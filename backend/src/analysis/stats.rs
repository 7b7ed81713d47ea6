//! Descriptive statistics on `f64` samples.
//!
//! Standard deviations are sample deviations (N-1 denominator) and are NaN
//! for fewer than two values. Every function is total: empty input yields
//! NaN rather than a panic.

use std::collections::HashMap;

use crate::error::AnalysisError;
use crate::models::TemperatureSummary;

/// Round half away from zero to `decimals` places. NaN and infinities pass through.
pub fn round_to(value: f64, decimals: i32) -> f64 {
    if !value.is_finite() {
        return value;
    }
    let factor = 10f64.powi(decimals);
    (value * factor).round() / factor
}

pub fn mean(values: &[f64]) -> f64 {
    if values.is_empty() {
        return f64::NAN;
    }
    values.iter().sum::<f64>() / values.len() as f64
}

/// Middle value; average of the two middle values for an even count.
pub fn median(values: &[f64]) -> f64 {
    if values.is_empty() {
        return f64::NAN;
    }
    let mut sorted = values.to_vec();
    sorted.sort_by(f64::total_cmp);
    let mid = sorted.len() / 2;
    if sorted.len() % 2 == 0 {
        (sorted[mid - 1] + sorted[mid]) / 2.0
    } else {
        sorted[mid]
    }
}

/// Sample variance (N-1 denominator).
pub fn sample_variance(values: &[f64]) -> f64 {
    if values.len() < 2 {
        return f64::NAN;
    }
    let m = mean(values);
    let ss: f64 = values.iter().map(|v| (v - m).powi(2)).sum();
    ss / (values.len() - 1) as f64
}

/// Sample standard deviation (N-1 denominator).
pub fn sample_std(values: &[f64]) -> f64 {
    sample_variance(values).sqrt()
}

/// Most frequent value, smallest first on ties.
///
/// Returns `None` when no value occurs more than once.
pub fn mode(values: &[f64]) -> Option<f64> {
    let mut counts: HashMap<u64, (f64, usize)> = HashMap::new();
    for &v in values {
        // -0.0 and 0.0 count as the same value
        let key = if v == 0.0 { 0f64.to_bits() } else { v.to_bits() };
        counts.entry(key).or_insert((v, 0)).1 += 1;
    }

    counts
        .into_values()
        .filter(|&(_, count)| count > 1)
        .max_by(|a, b| a.1.cmp(&b.1).then_with(|| b.0.total_cmp(&a.0)))
        .map(|(value, _)| value)
}

/// Mode, falling back to the median when every value is unique.
pub fn mode_or_median(values: &[f64]) -> f64 {
    mode(values).unwrap_or_else(|| median(values))
}

/// Mean, median, mode and sample standard deviation, rounded to 2 decimals.
pub fn summarize(values: &[f64]) -> Result<TemperatureSummary, AnalysisError> {
    let mean = ensure_finite("temperature mean", mean(values))?;
    let median = ensure_finite("temperature median", median(values))?;
    let mode = ensure_finite("temperature mode", mode_or_median(values))?;

    let std = sample_std(values);
    if values.len() > 1 {
        ensure_finite("temperature standard deviation", std)?;
    }

    Ok(TemperatureSummary {
        mean: round_to(mean, 2),
        median: round_to(median, 2),
        mode: round_to(mode, 2),
        standard_deviation: round_to(std, 2),
    })
}

pub(crate) fn ensure_finite(what: &str, value: f64) -> Result<f64, AnalysisError> {
    if value.is_finite() {
        Ok(value)
    } else {
        Err(AnalysisError::new(format!("{} is not a finite number ({})", what, value)))
    }
}

#[cfg(test)]
mod tests {
    use super::*;

    #[test]
    fn test_round_half_away_from_zero() {
        assert_eq!(round_to(10.125, 2), 10.13);
        assert_eq!(round_to(-10.125, 2), -10.13);
        assert_eq!(round_to(1.23456, 3), 1.235);
        assert!(round_to(f64::NAN, 2).is_nan());
    }

    #[test]
    fn test_mean_and_median() {
        assert_eq!(mean(&[1.0, 2.0, 6.0]), 3.0);
        assert_eq!(median(&[3.0, 1.0, 2.0]), 2.0);
        assert_eq!(median(&[4.0, 1.0, 3.0, 2.0]), 2.5);
        assert!(mean(&[]).is_nan());
    }

    #[test]
    fn test_sample_std() {
        // var = ((2-5)^2 + (4-5)^2 + (4-5)^2 + (4-5)^2 + (5-5)^2 + (5-5)^2 + (7-5)^2 + (9-5)^2) / 7
        let values = [2.0, 4.0, 4.0, 4.0, 5.0, 5.0, 7.0, 9.0];
        assert!((sample_variance(&values) - 32.0 / 7.0).abs() < 1e-12);
        assert!(sample_std(&[5.0]).is_nan());
    }

    #[test]
    fn test_mode() {
        assert_eq!(mode(&[1.0, 2.0, 2.0, 3.0]), Some(2.0));
        // tie between 1.0 and 3.0 -> smallest
        assert_eq!(mode(&[3.0, 3.0, 1.0, 1.0, 2.0]), Some(1.0));
        assert_eq!(mode(&[0.0, -0.0, 5.0]), Some(0.0));
        assert_eq!(mode(&[1.0, 2.0, 3.0]), None);
    }

    #[test]
    fn test_mode_falls_back_to_median() {
        assert_eq!(mode_or_median(&[1.0, 2.0, 3.0]), 2.0);
        assert_eq!(mode_or_median(&[3.0, 10.0]), 6.5);
    }

    #[test]
    fn test_summarize_rounds() {
        let summary = summarize(&[10.123, 10.127]).unwrap();
        assert_eq!(summary.mean, 10.13);
        assert_eq!(summary.median, 10.13);
        assert_eq!(summary.mode, 10.13);
        assert_eq!(summary.standard_deviation, 0.0);
    }

    #[test]
    fn test_summarize_single_value() {
        let summary = summarize(&[7.0]).unwrap();
        assert_eq!(summary.mean, 7.0);
        assert!(summary.standard_deviation.is_nan());
    }

    #[test]
    fn test_summarize_overflow_is_an_error() {
        let err = summarize(&[f64::MAX, f64::MAX]).unwrap_err();
        assert!(err.message.contains("mean"));
    }
}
----------
- _What the task requires_:
Filter the records for lines containing the word "TemperatureSummary" and copy each one.

- _Written reply_:
use crate::models::TemperatureSummary;
pub fn summarize(values: &[f64]) -> Result<TemperatureSummary, AnalysisError> {
    Ok(TemperatureSummary {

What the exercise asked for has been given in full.